START Exercise inputs

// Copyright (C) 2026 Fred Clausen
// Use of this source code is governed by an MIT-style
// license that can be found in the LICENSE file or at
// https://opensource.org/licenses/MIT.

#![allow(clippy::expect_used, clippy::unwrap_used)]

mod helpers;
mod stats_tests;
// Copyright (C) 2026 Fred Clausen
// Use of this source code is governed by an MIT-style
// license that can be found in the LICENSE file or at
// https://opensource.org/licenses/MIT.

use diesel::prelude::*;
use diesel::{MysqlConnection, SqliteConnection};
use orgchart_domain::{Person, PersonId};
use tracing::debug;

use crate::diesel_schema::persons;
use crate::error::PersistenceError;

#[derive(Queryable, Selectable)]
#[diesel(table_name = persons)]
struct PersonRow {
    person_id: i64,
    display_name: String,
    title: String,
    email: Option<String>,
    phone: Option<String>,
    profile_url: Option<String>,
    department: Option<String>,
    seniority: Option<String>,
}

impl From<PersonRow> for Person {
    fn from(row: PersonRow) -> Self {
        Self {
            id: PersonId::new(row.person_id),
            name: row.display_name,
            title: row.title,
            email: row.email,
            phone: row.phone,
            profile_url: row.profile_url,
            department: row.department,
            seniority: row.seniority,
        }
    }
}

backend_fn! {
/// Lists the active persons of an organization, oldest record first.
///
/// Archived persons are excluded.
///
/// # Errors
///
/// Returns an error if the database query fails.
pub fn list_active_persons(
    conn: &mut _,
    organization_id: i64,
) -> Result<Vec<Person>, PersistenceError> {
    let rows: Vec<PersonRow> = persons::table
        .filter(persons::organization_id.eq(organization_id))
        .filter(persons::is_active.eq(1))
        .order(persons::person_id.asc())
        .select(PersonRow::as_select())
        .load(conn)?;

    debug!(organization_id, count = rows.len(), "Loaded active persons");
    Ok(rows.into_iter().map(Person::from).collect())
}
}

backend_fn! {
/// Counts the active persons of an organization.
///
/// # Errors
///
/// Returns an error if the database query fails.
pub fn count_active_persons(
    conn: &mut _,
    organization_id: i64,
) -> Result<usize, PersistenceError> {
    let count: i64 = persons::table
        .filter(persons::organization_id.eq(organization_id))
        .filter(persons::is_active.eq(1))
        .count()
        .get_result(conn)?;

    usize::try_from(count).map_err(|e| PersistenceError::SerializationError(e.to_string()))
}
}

END Exercise inputs
START Exercise inputs

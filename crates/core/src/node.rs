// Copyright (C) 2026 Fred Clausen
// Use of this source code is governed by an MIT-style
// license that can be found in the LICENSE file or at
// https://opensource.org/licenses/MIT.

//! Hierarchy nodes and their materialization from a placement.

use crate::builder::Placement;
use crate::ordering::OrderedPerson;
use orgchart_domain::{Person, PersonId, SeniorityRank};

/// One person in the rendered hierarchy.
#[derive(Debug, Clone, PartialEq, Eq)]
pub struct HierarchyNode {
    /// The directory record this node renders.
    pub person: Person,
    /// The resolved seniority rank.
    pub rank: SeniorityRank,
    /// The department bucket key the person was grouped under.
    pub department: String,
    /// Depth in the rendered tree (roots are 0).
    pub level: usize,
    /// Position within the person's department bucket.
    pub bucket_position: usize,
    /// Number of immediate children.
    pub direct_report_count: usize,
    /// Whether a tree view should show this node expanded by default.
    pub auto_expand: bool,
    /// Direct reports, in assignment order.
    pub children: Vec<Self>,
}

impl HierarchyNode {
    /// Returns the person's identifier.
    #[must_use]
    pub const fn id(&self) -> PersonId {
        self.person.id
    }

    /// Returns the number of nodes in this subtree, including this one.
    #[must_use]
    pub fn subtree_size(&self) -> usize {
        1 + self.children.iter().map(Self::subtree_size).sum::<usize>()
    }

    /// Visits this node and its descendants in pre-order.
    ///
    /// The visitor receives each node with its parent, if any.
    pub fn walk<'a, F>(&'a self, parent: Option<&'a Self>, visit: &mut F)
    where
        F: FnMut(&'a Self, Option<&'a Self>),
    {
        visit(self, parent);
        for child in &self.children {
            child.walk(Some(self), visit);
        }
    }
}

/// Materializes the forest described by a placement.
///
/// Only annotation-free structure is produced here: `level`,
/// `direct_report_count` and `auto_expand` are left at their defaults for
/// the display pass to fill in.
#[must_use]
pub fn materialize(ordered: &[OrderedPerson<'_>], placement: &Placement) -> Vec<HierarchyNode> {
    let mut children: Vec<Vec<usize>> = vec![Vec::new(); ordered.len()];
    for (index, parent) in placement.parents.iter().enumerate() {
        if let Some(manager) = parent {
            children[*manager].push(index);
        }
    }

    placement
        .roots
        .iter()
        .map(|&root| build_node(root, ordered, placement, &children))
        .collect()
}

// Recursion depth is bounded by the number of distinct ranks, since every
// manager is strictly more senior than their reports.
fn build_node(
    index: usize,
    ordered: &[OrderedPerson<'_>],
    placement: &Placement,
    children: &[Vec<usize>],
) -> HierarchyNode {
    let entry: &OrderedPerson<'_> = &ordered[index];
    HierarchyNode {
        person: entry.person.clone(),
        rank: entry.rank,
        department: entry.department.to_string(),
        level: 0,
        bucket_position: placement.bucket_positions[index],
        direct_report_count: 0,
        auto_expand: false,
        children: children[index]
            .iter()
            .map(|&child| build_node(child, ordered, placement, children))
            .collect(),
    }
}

END Exercise inputs
START Exercise inputs

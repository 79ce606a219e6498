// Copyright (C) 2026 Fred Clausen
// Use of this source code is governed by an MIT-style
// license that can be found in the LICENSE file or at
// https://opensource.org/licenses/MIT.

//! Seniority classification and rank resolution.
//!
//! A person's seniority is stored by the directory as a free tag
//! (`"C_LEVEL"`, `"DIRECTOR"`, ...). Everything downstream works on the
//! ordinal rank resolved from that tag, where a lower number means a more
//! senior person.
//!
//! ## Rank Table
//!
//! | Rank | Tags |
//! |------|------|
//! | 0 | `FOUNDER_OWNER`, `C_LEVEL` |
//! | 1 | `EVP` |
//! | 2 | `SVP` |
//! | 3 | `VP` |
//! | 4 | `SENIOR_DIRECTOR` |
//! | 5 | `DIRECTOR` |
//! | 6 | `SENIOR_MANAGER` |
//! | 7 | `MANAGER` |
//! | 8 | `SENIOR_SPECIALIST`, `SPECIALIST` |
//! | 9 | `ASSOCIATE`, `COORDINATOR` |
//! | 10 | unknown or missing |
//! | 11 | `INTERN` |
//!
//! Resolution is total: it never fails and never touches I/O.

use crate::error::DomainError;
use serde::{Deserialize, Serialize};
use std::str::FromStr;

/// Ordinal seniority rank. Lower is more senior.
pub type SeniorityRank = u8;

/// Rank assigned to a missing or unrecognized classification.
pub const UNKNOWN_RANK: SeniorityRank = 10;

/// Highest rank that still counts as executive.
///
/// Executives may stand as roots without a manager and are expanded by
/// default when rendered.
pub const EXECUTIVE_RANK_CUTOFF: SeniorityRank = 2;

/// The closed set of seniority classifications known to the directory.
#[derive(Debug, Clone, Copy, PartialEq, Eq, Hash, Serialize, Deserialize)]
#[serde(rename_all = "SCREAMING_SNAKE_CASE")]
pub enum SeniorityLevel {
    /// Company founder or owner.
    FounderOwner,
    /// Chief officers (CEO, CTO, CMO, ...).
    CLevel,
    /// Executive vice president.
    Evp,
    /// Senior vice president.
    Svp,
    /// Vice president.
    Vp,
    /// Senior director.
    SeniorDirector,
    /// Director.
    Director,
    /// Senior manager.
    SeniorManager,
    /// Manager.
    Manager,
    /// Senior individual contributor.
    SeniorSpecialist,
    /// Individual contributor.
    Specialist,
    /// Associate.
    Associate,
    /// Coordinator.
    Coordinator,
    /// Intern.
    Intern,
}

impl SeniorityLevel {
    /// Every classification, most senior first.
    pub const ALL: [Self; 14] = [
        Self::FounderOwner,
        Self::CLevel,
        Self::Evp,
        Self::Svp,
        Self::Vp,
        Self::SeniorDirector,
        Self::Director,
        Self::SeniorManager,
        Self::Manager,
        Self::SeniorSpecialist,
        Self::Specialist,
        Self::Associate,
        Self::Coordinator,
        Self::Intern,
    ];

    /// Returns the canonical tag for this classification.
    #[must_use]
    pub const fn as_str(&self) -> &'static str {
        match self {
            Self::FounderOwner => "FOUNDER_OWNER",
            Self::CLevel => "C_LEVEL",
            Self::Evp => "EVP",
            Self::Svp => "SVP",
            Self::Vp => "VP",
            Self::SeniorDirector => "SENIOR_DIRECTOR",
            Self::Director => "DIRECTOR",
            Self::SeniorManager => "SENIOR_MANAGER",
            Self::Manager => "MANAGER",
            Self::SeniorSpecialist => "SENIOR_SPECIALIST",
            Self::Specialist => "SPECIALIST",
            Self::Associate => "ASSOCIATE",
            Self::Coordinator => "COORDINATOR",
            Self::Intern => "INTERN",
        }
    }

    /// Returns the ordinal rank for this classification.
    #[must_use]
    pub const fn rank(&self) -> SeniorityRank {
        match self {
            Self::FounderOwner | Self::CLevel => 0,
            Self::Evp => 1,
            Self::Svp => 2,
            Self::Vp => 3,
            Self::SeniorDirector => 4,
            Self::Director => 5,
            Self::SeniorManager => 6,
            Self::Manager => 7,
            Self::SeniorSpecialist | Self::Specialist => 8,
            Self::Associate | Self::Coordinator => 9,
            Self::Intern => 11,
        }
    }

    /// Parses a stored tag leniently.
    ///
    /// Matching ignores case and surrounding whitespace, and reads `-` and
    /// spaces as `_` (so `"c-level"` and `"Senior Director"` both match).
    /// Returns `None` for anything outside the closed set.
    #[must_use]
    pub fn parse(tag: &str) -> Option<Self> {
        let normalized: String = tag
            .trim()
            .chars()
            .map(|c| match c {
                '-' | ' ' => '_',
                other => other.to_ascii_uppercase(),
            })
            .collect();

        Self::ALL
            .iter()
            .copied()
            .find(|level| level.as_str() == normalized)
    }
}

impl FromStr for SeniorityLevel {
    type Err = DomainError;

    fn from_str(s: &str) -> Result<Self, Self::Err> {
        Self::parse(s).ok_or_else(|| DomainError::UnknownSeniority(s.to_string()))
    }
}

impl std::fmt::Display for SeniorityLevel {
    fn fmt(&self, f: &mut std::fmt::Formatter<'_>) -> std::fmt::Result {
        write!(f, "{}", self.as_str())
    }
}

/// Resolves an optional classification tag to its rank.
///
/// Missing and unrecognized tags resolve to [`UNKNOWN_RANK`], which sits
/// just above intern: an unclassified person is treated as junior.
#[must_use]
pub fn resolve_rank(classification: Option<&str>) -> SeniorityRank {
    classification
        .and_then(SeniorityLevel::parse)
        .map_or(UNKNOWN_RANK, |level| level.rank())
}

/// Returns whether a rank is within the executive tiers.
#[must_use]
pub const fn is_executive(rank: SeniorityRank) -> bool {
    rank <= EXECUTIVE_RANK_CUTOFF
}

END Exercise inputs

What is expected:
If a line in the records includes the string "PersonRow", copy it.

Reply:
struct PersonRow {
impl From<PersonRow> for Person {
    fn from(row: PersonRow) -> Self {
    let rows: Vec<PersonRow> = persons::table
        .select(PersonRow::as_select())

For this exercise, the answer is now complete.